HOW TO COMPLETE THIS TASK: Extract the full listing below without altering a single character.

----

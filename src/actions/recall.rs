//! Recall actions.

use super::ActionResult;
use crate::{
    context::RequestContext,
    core::recall::{self, NewRecall, RecallAlert, RecallOutcome},
    entities::{MovementModel, RecallModel},
};
use sea_orm::DatabaseConnection;

/// Recalls one of the caller's batches.
pub async fn issue_recall(
    db: &DatabaseConnection,
    ctx: &RequestContext,
    new_recall: NewRecall,
) -> ActionResult<RecallOutcome> {
    ActionResult::from_result(recall::issue_recall(db, ctx, new_recall).await, |outcome| {
        format!(
            "Recall {} issued, {} units recalled",
            outcome.recall.id, outcome.units_recalled
        )
    })
}

/// Closes a recall the caller issued.
pub async fn resolve_recall(
    db: &DatabaseConnection,
    ctx: &RequestContext,
    recall_id: i64,
) -> ActionResult<RecallModel> {
    ActionResult::from_result(recall::resolve_recall(db, ctx, recall_id).await, |r| {
        format!("Recall {} resolved", r.id)
    })
}

/// Returns or destroys recalled stock held by the caller.
pub async fn dispose_recalled_stock(
    db: &DatabaseConnection,
    ctx: &RequestContext,
    recall_id: i64,
    quantity: i64,
) -> ActionResult<MovementModel> {
    ActionResult::from_result(
        recall::dispose_recalled_stock(db, ctx, recall_id, quantity).await,
        |m| format!("{} strips {}", m.quantity, m.status.to_lowercase()),
    )
}

/// Active recalls that concern the caller.
pub async fn my_recall_alerts(
    db: &DatabaseConnection,
    ctx: &RequestContext,
) -> ActionResult<Vec<RecallAlert>> {
    ActionResult::from_result(
        recall::recall_alerts_for_holder(db, ctx.party_id).await,
        |alerts| format!("{} active recall(s)", alerts.len()),
    )
}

----

TASK SOLUTION:
filename src/actions/recall.rs
//! Recall actions.

use super::ActionResult;
use crate::{
    context::RequestContext,
    core::recall::{self, NewRecall, RecallAlert, RecallOutcome},
    entities::{MovementModel, RecallModel},
};
use sea_orm::DatabaseConnection;

/// Recalls one of the caller's batches.
pub async fn issue_recall(
    db: &DatabaseConnection,
    ctx: &RequestContext,
    new_recall: NewRecall,
) -> ActionResult<RecallOutcome> {
    ActionResult::from_result(recall::issue_recall(db, ctx, new_recall).await, |outcome| {
        format!(
            "Recall {} issued, {} units recalled",
            outcome.recall.id, outcome.units_recalled
        )
    })
}

/// Closes a recall the caller issued.
pub async fn resolve_recall(
    db: &DatabaseConnection,
    ctx: &RequestContext,
    recall_id: i64,
) -> ActionResult<RecallModel> {
    ActionResult::from_result(recall::resolve_recall(db, ctx, recall_id).await, |r| {
        format!("Recall {} resolved", r.id)
    })
}

/// Returns or destroys recalled stock held by the caller.
pub async fn dispose_recalled_stock(
    db: &DatabaseConnection,
    ctx: &RequestContext,
    recall_id: i64,
    quantity: i64,
) -> ActionResult<MovementModel> {
    ActionResult::from_result(
        recall::dispose_recalled_stock(db, ctx, recall_id, quantity).await,
        |m| format!("{} strips {}", m.quantity, m.status.to_lowercase()),
    )
}

/// Active recalls that concern the caller.
pub async fn my_recall_alerts(
    db: &DatabaseConnection,
    ctx: &RequestContext,
) -> ActionResult<Vec<RecallAlert>> {
    ActionResult::from_result(
        recall::recall_alerts_for_holder(db, ctx.party_id).await,
        |alerts| format!("{} active recall(s)", alerts.len()),
    )
}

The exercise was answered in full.